In the Matter of: Pender County
S.R.B., C.A.B. Nos. 04 J 49-50
Regina Floyd-Davis for petitioner-appellee Pender County
Department of Social Services.
R. Kent Harrell for Guardian Ad Litem.
Duncan B. McCormick for respondent-appellant Stephanie B.
CALABRIA, Judge.
Respondent-mother (Stephanie B.) appeals from an order of
the trial court, terminating her parental rights to S.R.B.

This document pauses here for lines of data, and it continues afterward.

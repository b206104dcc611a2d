//! Audit configuration.
//!
//! Resolved in layers: defaults, the YAML config file, environment variables, then CLI flags.
//! [`AuditConfig::plan`] validates the result into an [`AuditPlan`].

use std::collections::{HashMap, HashSet};
use std::env;
use std::fs;
use std::path::{Path, PathBuf};
use std::time::Duration;

use cdp_adapter::CdpConfig;
use serde::{Deserialize, Serialize};
use url::Url;

use crate::audit::{AuditPlan, RouteSpec, Severity, SeverityPolicy, WalkOptions};
use crate::errors::{AuditError, AuditResult};
use crate::sink::Collections;

#[derive(Clone, Debug, Serialize, Deserialize)]
#[serde(default)]
pub struct AuditConfig {
    pub base_url: Option<String>,
    pub routes: Vec<RouteSpec>,
    /// JSON or YAML file with the route list; replaces `routes` when set.
    pub routes_file: Option<PathBuf>,
    pub navigation_timeout_ms: u64,
    pub dwell_ms: u64,
    pub scroll_pause_ms: u64,
    pub screenshot_dir: Option<PathBuf>,
    pub capture_screenshots: bool,
    pub client_error_severity: Severity,
    pub browser: BrowserSettings,
    pub mongo: Option<MongoSettings>,
    pub jsonl_dir: Option<PathBuf>,
    pub events_collection: String,
    pub summary_collection: String,
}

impl Default for AuditConfig {
    fn default() -> Self {
        let collections = Collections::default();
        Self {
            base_url: None,
            routes: Vec::new(),
            routes_file: None,
            navigation_timeout_ms: 30_000,
            dwell_ms: 2_500,
            scroll_pause_ms: 500,
            screenshot_dir: None,
            capture_screenshots: true,
            client_error_severity: Severity::High,
            browser: BrowserSettings::default(),
            mongo: None,
            jsonl_dir: None,
            events_collection: collections.events,
            summary_collection: collections.summary,
        }
    }
}

#[derive(Clone, Debug, Serialize, Deserialize)]
#[serde(default)]
pub struct BrowserSettings {
    pub headless: bool,
    pub chrome_path: Option<PathBuf>,
    /// DevTools websocket of an already running browser.
    pub ws_url: Option<String>,
    pub user_data_dir: Option<PathBuf>,
}

impl Default for BrowserSettings {
    fn default() -> Self {
        Self {
            headless: true,
            chrome_path: None,
            ws_url: None,
            user_data_dir: None,
        }
    }
}

#[derive(Clone, Debug, PartialEq, Eq, Serialize, Deserialize)]
pub struct MongoSettings {
    pub uri: String,
    #[serde(default = "default_database")]
    pub database: String,
}

impl MongoSettings {
    pub fn new(uri: impl Into<String>) -> Self {
        Self {
            uri: uri.into(),
            database: default_database(),
        }
    }
}

fn default_database() -> String {
    "siteaudit".to_string()
}

#[derive(Deserialize)]
#[serde(untagged)]
enum RoutesDocument {
    List(Vec<RouteSpec>),
    Wrapped { routes: Vec<RouteSpec> },
}

impl AuditConfig {
    pub fn from_yaml_str(content: &str) -> AuditResult<Self> {
        serde_yaml::from_str(content)
            .map_err(|err| AuditError::setup(format!("invalid configuration: {err}")))
    }

    /// Applies `SITEAUDIT_BASE_URL` and `SITEAUDIT_MONGO_URI` when set and non-empty.
    pub fn apply_env(&mut self) {
        if let Some(base_url) = env_value("SITEAUDIT_BASE_URL") {
            self.base_url = Some(base_url);
        }
        if let Some(uri) = env_value("SITEAUDIT_MONGO_URI") {
            match &mut self.mongo {
                Some(mongo) => mongo.uri = uri,
                None => self.mongo = Some(MongoSettings::new(uri)),
            }
        }
    }

    pub fn collections(&self) -> Collections {
        Collections {
            events: self.events_collection.clone(),
            summary: self.summary_collection.clone(),
        }
    }

    /// Routes from `routes_file` when configured, otherwise the inline list.
    pub fn resolve_routes(&self) -> AuditResult<Vec<RouteSpec>> {
        match &self.routes_file {
            Some(path) => load_routes_file(path),
            None => Ok(self.routes.clone()),
        }
    }

    pub fn plan(&self) -> AuditResult<AuditPlan> {
        let raw = self
            .base_url
            .as_deref()
            .map(str::trim)
            .filter(|url| !url.is_empty())
            .ok_or_else(|| {
                AuditError::setup("no base URL configured (use --base-url or SITEAUDIT_BASE_URL)")
            })?;
        let base_url = Url::parse(raw)
            .map_err(|err| AuditError::setup(format!("invalid base URL {raw:?}: {err}")))?;
        if !matches!(base_url.scheme(), "http" | "https") {
            return Err(AuditError::setup(format!(
                "base URL must use http or https, got {}",
                base_url.scheme()
            )));
        }

        let routes = self.resolve_routes()?;
        validate_routes(&routes)?;

        if self.navigation_timeout_ms == 0 {
            return Err(AuditError::setup("navigation timeout must be greater than zero"));
        }

        Ok(AuditPlan {
            base_url,
            routes,
            walk: WalkOptions {
                navigation_timeout: Duration::from_millis(self.navigation_timeout_ms),
                dwell: Duration::from_millis(self.dwell_ms),
                scroll_pause: Duration::from_millis(self.scroll_pause_ms),
                screenshot_dir: self
                    .screenshot_dir
                    .clone()
                    .filter(|_| self.capture_screenshots),
            },
            policy: SeverityPolicy {
                client_error: self.client_error_severity,
            },
        })
    }

    pub fn cdp_config(&self) -> CdpConfig {
        let mut cfg = CdpConfig::default();
        cfg.headless = self.browser.headless;
        if let Some(path) = &self.browser.chrome_path {
            cfg.executable = path.clone();
        }
        if let Some(dir) = &self.browser.user_data_dir {
            cfg.user_data_dir = dir.clone();
        }
        cfg.websocket_url = self.browser.ws_url.clone();
        cfg.default_deadline_ms = self.navigation_timeout_ms;
        cfg
    }
}

/// Reads a route list: a JSON array of `{label, path}`, or `{"routes": [...]}`.
/// Files ending in `.yaml`/`.yml` are parsed as YAML.
pub fn load_routes_file(path: &Path) -> AuditResult<Vec<RouteSpec>> {
    let content = fs::read_to_string(path).map_err(|err| {
        AuditError::setup(format!("cannot read routes file {}: {err}", path.display()))
    })?;
    let is_yaml = path
        .extension()
        .and_then(|ext| ext.to_str())
        .map(|ext| matches!(ext.to_ascii_lowercase().as_str(), "yaml" | "yml"))
        .unwrap_or(false);

    let parsed = if is_yaml {
        serde_yaml::from_str::<RoutesDocument>(&content).map_err(|err| err.to_string())
    } else {
        serde_json::from_str::<RoutesDocument>(&content).map_err(|err| err.to_string())
    };
    match parsed {
        Ok(RoutesDocument::List(routes)) | Ok(RoutesDocument::Wrapped { routes }) => Ok(routes),
        Err(err) => Err(AuditError::setup(format!(
            "invalid routes file {}: {err}",
            path.display()
        ))),
    }
}

pub fn validate_routes(routes: &[RouteSpec]) -> AuditResult<()> {
    if routes.is_empty() {
        return Err(AuditError::setup("no routes configured"));
    }
    let mut seen = HashSet::new();
    let mut slugs: HashMap<String, &str> = HashMap::new();
    for route in routes {
        let label = route.label.trim();
        if label.is_empty() {
            return Err(AuditError::setup(format!(
                "route with path {:?} has an empty label",
                route.path
            )));
        }
        if !seen.insert(label) {
            return Err(AuditError::setup(format!("duplicate route label {label:?}")));
        }
        let slug = route.slug();
        if slug == "." || slug == ".." {
            return Err(AuditError::setup(format!(
                "route label {label:?} cannot be used as a screenshot name"
            )));
        }
        if let Some(other) = slugs.insert(slug.clone(), label) {
            return Err(AuditError::setup(format!(
                "route labels {other:?} and {label:?} both map to screenshot {slug}.png"
            )));
        }
    }
    Ok(())
}

fn env_value(key: &str) -> Option<String> {
    env::var(key)
        .ok()
        .map(|value| value.trim().to_string())
        .filter(|value| !value.is_empty())
}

(S.R.B.) and C.A.B. (C.A.B.) (collectively the minor
children). We affirm.
Stephanie B. and James B. (James B.) are the biological
parents of the minor children. On 19 April 2004, the Pender County
Department of Social Services (D.S.S.) filed a petition to
terminate the parental rights of the biological parents. The
petition alleged that grounds existed to terminate Stephanie B.'s
parental rights based on neglect, willfully leaving the minor
children in foster care for more than twelve months without showing
to the satisfaction of the court that reasonable progress had beenmade, and failing to pay a reasonable portion of the cost of care
for the minor children for a continuous period of six months next
preceding the filing of the petition although physically and
financially able to do so. The petition further alleged that
grounds existed to terminate James B.'s parental rights. The
Pender County District Court subsequently heard the matter of
termination of Stephanie B.'s parental rights and made, inter alia,
the following findings of fact:
4. That [S.R.B.] and [C.A.B.] were
adjudicated dependent Juveniles on 22 July
2002. Neither parent had stable, independent
housing in which the children could reside.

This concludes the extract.